The Independent (“David Cameron’s trade deal with America outrages critics“):

The free-trade agreement with the US that David Cameron has spearheaded at the European Union is expected to be widely condemned this week as bad for workers’ rights and the environment. The deal opens trade between the US and the EU to an unprecedented level and threatens to do away with swaths of local regulations on businesses. Barack Obama, Mr Cameron and European ministers say removing such “barriers” will create jobs and boost the economies of both trading blocs.

The EU says the Transatlantic Trade and Investment Partnership deal (TTIP) could increase the region’s GDP by 0.5 per cent by 2027 and create more than two million European jobs.

The Prime Minister championed the deal during his presidency of the G8 last year. The Department of Business, Innovation and Skills estimates that long-term it could raise UK national income by between £4bn and £10bn a year.

But critics say it will drive down European standards of wages and employment rights to US levels and erode environmental standards.

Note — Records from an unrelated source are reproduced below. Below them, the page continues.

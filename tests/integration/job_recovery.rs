//! Integration test: job queue durability and retry.
//!
//! Jobs outlive the process that enqueued them, run at least once, and
//! are retried with backoff until they succeed or run out of attempts.
//! Successful jobs are removed; failed ones stay until purged.

use std::sync::atomic::{AtomicU32, Ordering};
use std::sync::Arc;
use std::time::{Duration, Instant};

use bridge_gateway::jobs::sync::NO_PAYLOAD_ERROR;
use bridge_gateway::{
    BridgeError, JobHandler, JobOutcome, JobQueue, JobState, JobWorker, PendingJob,
    ResultSyncJob, RetryPolicy,
};

/// Retries immediately, so a test can drive several attempts in a row.
fn eager_policy(max_attempts: u32) -> RetryPolicy {
    RetryPolicy {
        initial_delay_ms: 0,
        max_delay_ms: 0,
        max_attempts,
    }
}

/// Asks for a retry until it has been called `succeed_on` times.
struct Flaky {
    calls: AtomicU32,
    succeed_on: u32,
}

impl Flaky {
    fn new(succeed_on: u32) -> Self {
        Self {
            calls: AtomicU32::new(0),
            succeed_on,
        }
    }
}

impl JobHandler for Flaky {
    fn run(&self, _job: &PendingJob) -> JobOutcome {
        let call = self.calls.fetch_add(1, Ordering::SeqCst) + 1;
        if call >= self.succeed_on {
            JobOutcome::Success
        } else {
            JobOutcome::Retry(format!("upstream unavailable (call {call})"))
        }
    }
}

#[test]
fn job_survives_reopen_and_runs_once() {
    let dir = tempfile::tempdir().unwrap();

    let id = {
        let queue = JobQueue::open(dir.path(), RetryPolicy::default()).unwrap();
        queue.enqueue("s1", r#"{"userId":7}"#).unwrap()
    };

    // A fresh process sees the job and runs it.
    let queue = JobQueue::open(dir.path(), RetryPolicy::default()).unwrap();
    let pending = queue.pending().unwrap();
    assert_eq!(pending.len(), 1);
    assert_eq!(pending[0].id, id);

    let summary = queue.run_due(&ResultSyncJob).unwrap();
    assert_eq!(summary.succeeded, 1);

    assert!(matches!(queue.load(&id), Err(BridgeError::NotFound(_))));

    // Finished jobs are not run again.
    assert_eq!(queue.run_due(&ResultSyncJob).unwrap().total(), 0);
}

#[test]
fn blank_payload_job_fails_without_retry() {
    let dir = tempfile::tempdir().unwrap();
    let queue = JobQueue::open(dir.path(), eager_policy(5)).unwrap();
    let id = queue.enqueue("s1", "").unwrap();

    let summary = queue.run_due(&ResultSyncJob).unwrap();
    assert_eq!(summary.failed, 1);

    let job = queue.load(&id).unwrap();
    assert_eq!(job.state, JobState::Failed);
    assert_eq!(job.attempts, 1);
    assert_eq!(job.last_error.as_deref(), Some(NO_PAYLOAD_ERROR));
}

#[test]
fn transient_failures_retry_until_success() {
    let dir = tempfile::tempdir().unwrap();
    let queue = JobQueue::open(dir.path(), eager_policy(5)).unwrap();
    let id = queue.enqueue("s1", "{}").unwrap();
    let handler = Flaky::new(3);

    assert_eq!(queue.run_due(&handler).unwrap().retried, 1);
    let job = queue.load(&id).unwrap();
    assert_eq!(job.state, JobState::Pending);
    assert_eq!(job.attempts, 1);
    assert!(job.last_error.unwrap().contains("call 1"));

    assert_eq!(queue.run_due(&handler).unwrap().retried, 1);
    assert_eq!(queue.run_due(&handler).unwrap().succeeded, 1);

    assert!(queue.load(&id).is_err());
    assert!(queue.list().unwrap().is_empty());
    assert_eq!(handler.calls.load(Ordering::SeqCst), 3);
}

#[test]
fn retries_stop_at_max_attempts() {
    let dir = tempfile::tempdir().unwrap();
    let queue = JobQueue::open(dir.path(), eager_policy(2)).unwrap();
    let id = queue.enqueue("s1", "{}").unwrap();
    let handler = Flaky::new(u32::MAX);

    assert_eq!(queue.run_due(&handler).unwrap().retried, 1);
    assert_eq!(queue.run_due(&handler).unwrap().failed, 1);
    assert_eq!(queue.run_due(&handler).unwrap().total(), 0);

    let job = queue.load(&id).unwrap();
    assert_eq!(job.state, JobState::Failed);
    assert_eq!(job.attempts, 2);
}

#[test]
fn backed_off_job_is_not_due_yet() {
    let dir = tempfile::tempdir().unwrap();
    let queue = JobQueue::open(dir.path(), RetryPolicy::default()).unwrap();
    let id = queue.enqueue("s1", "{}").unwrap();

    assert_eq!(queue.run_due(&Flaky::new(u32::MAX)).unwrap().retried, 1);
    // The default policy waits 30s before the second attempt.
    assert_eq!(queue.run_due(&ResultSyncJob).unwrap().total(), 0);

    let job = queue.load(&id).unwrap();
    assert!(job.next_attempt_at >= job.enqueued_at + 30_000);
}

#[test]
fn purge_removes_failed_and_keeps_pending_jobs() {
    let dir = tempfile::tempdir().unwrap();
    let queue = JobQueue::open(dir.path(), RetryPolicy::default()).unwrap();
    queue.enqueue("ok", "{}").unwrap();
    queue.enqueue("bad", " ").unwrap();
    queue.run_due(&ResultSyncJob).unwrap();
    let waiting = queue.enqueue("later", "{}").unwrap();

    // "ok" is already gone; only "bad" is left to purge.
    assert_eq!(queue.list().unwrap().len(), 2);
    assert_eq!(queue.purge_failed().unwrap(), 1);
    let left = queue.list().unwrap();
    assert_eq!(left.len(), 1);
    assert_eq!(left[0].id, waiting);
}

#[test]
fn worker_drains_jobs_enqueued_after_start() {
    let dir = tempfile::tempdir().unwrap();
    let queue = JobQueue::open(dir.path(), RetryPolicy::default()).unwrap();
    let worker = JobWorker::spawn(
        queue.clone(),
        Arc::new(ResultSyncJob),
        Duration::from_secs(60),
    )
    .unwrap();

    let id = queue.enqueue("s1", "{}").unwrap();

    let deadline = Instant::now() + Duration::from_secs(10);
    loop {
        if queue.load(&id).is_err() {
            break;
        }
        assert!(Instant::now() < deadline, "worker did not run the job");
        std::thread::sleep(Duration::from_millis(20));
    }

    worker.shutdown();
}

#[test]
fn corrupt_job_file_is_skipped() {
    let dir = tempfile::tempdir().unwrap();
    let queue = JobQueue::open(dir.path(), RetryPolicy::default()).unwrap();
    queue.enqueue("s1", "{}").unwrap();
    std::fs::write(dir.path().join("ajob_broken.json"), "{not json").unwrap();

    assert_eq!(queue.list().unwrap().len(), 1);
    assert_eq!(queue.run_due(&ResultSyncJob).unwrap().succeeded, 1);
}

#[test]
fn many_successful_jobs_leave_the_directory_empty() {
    let dir = tempfile::tempdir().unwrap();
    let queue = JobQueue::open(dir.path(), RetryPolicy::default()).unwrap();

    for i in 0..50 {
        queue
            .enqueue(&format!("s{i}"), &format!(r#"{{"userId":{i}}}"#))
            .unwrap();
        assert_eq!(queue.run_due(&ResultSyncJob).unwrap().succeeded, 1);
    }

    let job_files = std::fs::read_dir(dir.path())
        .unwrap()
        .filter_map(Result::ok)
        .filter(|e| e.file_name().to_string_lossy().ends_with(".json"))
        .count();
    assert_eq!(job_files, 0);
}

The American economy is easily the world’s largest and American productivity is among the highest in the world. It’s rather embarrassing that the concern about a free trade deal reducing the living standard to the lowest common denominator is coming from the Europeans, not us. And yet the floor for individual workers is much higher across Europe.

Activists are especially concerned by proposals to allow multinationals to sue countries in international arbitration courts, bypassing the laws and policies of democratically elected governments. The provision enabling them to do this is known as the investor state dispute mechanism. The negotiators pour scorn on such talk, accusing the activists of scaremongering.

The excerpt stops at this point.